* **WHAT YOU NEED TO DO**
Below are the records; print them all without any alteration.

Collected data:
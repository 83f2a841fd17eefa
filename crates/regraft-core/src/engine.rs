//! Sequential rule engine
//!
//! Rules run strictly in the order given. Each rule sees the buffer produced by
//! the rule before it, and produces a new owned buffer for the rule after it.
//! A rule rewrites all of its matches in one left-to-right pass; text it inserts
//! is never re-scanned by the same rule.

use tracing::{debug, info};

use crate::edit::{apply_edits, offset_to_line, Edit};
use crate::error::RewriteError;
use crate::report::{
    ChangeReport, ManualReviewNotice, Outcome, ReportBuilder, RuleApplication, RuleWarning,
};
use crate::rule::{Rule, ZeroMatchPolicy};

/// Applies an ordered list of rules to a buffer
#[derive(Debug, Clone, Default)]
pub struct RuleEngine {
    rules: Vec<Rule>,
}

impl RuleEngine {
    pub fn new(rules: Vec<Rule>) -> Self {
        Self { rules }
    }

    /// Run every rule over `input`
    ///
    /// Returns the final buffer and the report. A required rule that matches
    /// nothing aborts the run; no partial buffer is returned in that case.
    pub fn run(&self, input: &str) -> Result<(String, ChangeReport), RewriteError> {
        let mut report = ReportBuilder::default();
        let mut buffer = input.to_string();

        for rule in &self.rules {
            buffer = apply_rule(rule, buffer, &mut report)?;
        }

        Ok((buffer, report.finish()))
    }
}

fn apply_rule(rule: &Rule, before: String, report: &mut ReportBuilder) -> Result<String, RewriteError> {
    let matches = rule.find(&before);
    debug!(rule = rule.id(), matches = matches.len(), "applying rule");

    if matches.is_empty() {
        if rule.on_zero_matches() == ZeroMatchPolicy::Error {
            return Err(RewriteError::RequiredRuleUnmatched {
                rule: rule.id().to_string(),
                description: rule.description().to_string(),
            });
        }

        debug!(rule = rule.id(), "rule matched nothing");
        report.warn(RuleWarning {
            rule_id: rule.id().to_string(),
            message: format!("no matches for `{}`", rule.pattern().as_str()),
        });
        report.record(RuleApplication {
            rule_id: rule.id().to_string(),
            description: rule.description().to_string(),
            match_count: 0,
            outcome: Outcome::Unmatched,
            buffer_before: before.clone(),
            buffer_after: before.clone(),
        });
        return Ok(before);
    }

    let edits: Vec<Edit> = matches
        .iter()
        .map(|m| Edit::new(m.start..m.end, rule.replacement().expand(m)).with_rule(rule.id()))
        .collect();

    let after = apply_edits(&before, &edits).map_err(|source| RewriteError::Edit {
        rule: rule.id().to_string(),
        source,
    })?;

    let outcome = match rule.review_note() {
        Some(note) => {
            let lines: Vec<usize> = matches.iter().map(|m| offset_to_line(&before, m.start)).collect();
            info!(rule = rule.id(), spots = lines.len(), "rewrite needs manual review");
            report.notice(ManualReviewNotice {
                rule_id: rule.id().to_string(),
                note: note.to_string(),
                lines,
            });
            Outcome::NeedsReview
        }
        None => Outcome::Applied,
    };

    report.record(RuleApplication {
        rule_id: rule.id().to_string(),
        description: rule.description().to_string(),
        match_count: matches.len(),
        outcome,
        buffer_before: before,
        buffer_after: after.clone(),
    });

    Ok(after)
}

* **RESPONSE**
repository 83f2a841fd17eefa
filename crates/regraft-core/src/engine.rs
//! Sequential rule engine
//!
//! Rules run strictly in the order given. Each rule sees the buffer produced by
//! the rule before it, and produces a new owned buffer for the rule after it.
//! A rule rewrites all of its matches in one left-to-right pass; text it inserts
//! is never re-scanned by the same rule.

use tracing::{debug, info};

use crate::edit::{apply_edits, offset_to_line, Edit};
use crate::error::RewriteError;
use crate::report::{
    ChangeReport, ManualReviewNotice, Outcome, ReportBuilder, RuleApplication, RuleWarning,
};
use crate::rule::{Rule, ZeroMatchPolicy};

/// Applies an ordered list of rules to a buffer
#[derive(Debug, Clone, Default)]
pub struct RuleEngine {
    rules: Vec<Rule>,
}

impl RuleEngine {
    pub fn new(rules: Vec<Rule>) -> Self {
        Self { rules }
    }

    /// Run every rule over `input`
    ///
    /// Returns the final buffer and the report. A required rule that matches
    /// nothing aborts the run; no partial buffer is returned in that case.
    pub fn run(&self, input: &str) -> Result<(String, ChangeReport), RewriteError> {
        let mut report = ReportBuilder::default();
        let mut buffer = input.to_string();

        for rule in &self.rules {
            buffer = apply_rule(rule, buffer, &mut report)?;
        }

        Ok((buffer, report.finish()))
    }
}

fn apply_rule(rule: &Rule, before: String, report: &mut ReportBuilder) -> Result<String, RewriteError> {
    let matches = rule.find(&before);
    debug!(rule = rule.id(), matches = matches.len(), "applying rule");

    if matches.is_empty() {
        if rule.on_zero_matches() == ZeroMatchPolicy::Error {
            return Err(RewriteError::RequiredRuleUnmatched {
                rule: rule.id().to_string(),
                description: rule.description().to_string(),
            });
        }

        debug!(rule = rule.id(), "rule matched nothing");
        report.warn(RuleWarning {
            rule_id: rule.id().to_string(),
            message: format!("no matches for `{}`", rule.pattern().as_str()),
        });
        report.record(RuleApplication {
            rule_id: rule.id().to_string(),
            description: rule.description().to_string(),
            match_count: 0,
            outcome: Outcome::Unmatched,
            buffer_before: before.clone(),
            buffer_after: before.clone(),
        });
        return Ok(before);
    }

    let edits: Vec<Edit> = matches
        .iter()
        .map(|m| Edit::new(m.start..m.end, rule.replacement().expand(m)).with_rule(rule.id()))
        .collect();

    let after = apply_edits(&before, &edits).map_err(|source| RewriteError::Edit {
        rule: rule.id().to_string(),
        source,
    })?;

    let outcome = match rule.review_note() {
        Some(note) => {
            let lines: Vec<usize> = matches.iter().map(|m| offset_to_line(&before, m.start)).collect();
            info!(rule = rule.id(), spots = lines.len(), "rewrite needs manual review");
            report.notice(ManualReviewNotice {
                rule_id: rule.id().to_string(),
                note: note.to_string(),
                lines,
            });
            Outcome::NeedsReview
        }
        None => Outcome::Applied,
    };

    report.record(RuleApplication {
        rule_id: rule.id().to_string(),
        description: rule.description().to_string(),
        match_count: matches.len(),
        outcome,
        buffer_before: before,
        buffer_after: after.clone(),
    });

    Ok(after)
}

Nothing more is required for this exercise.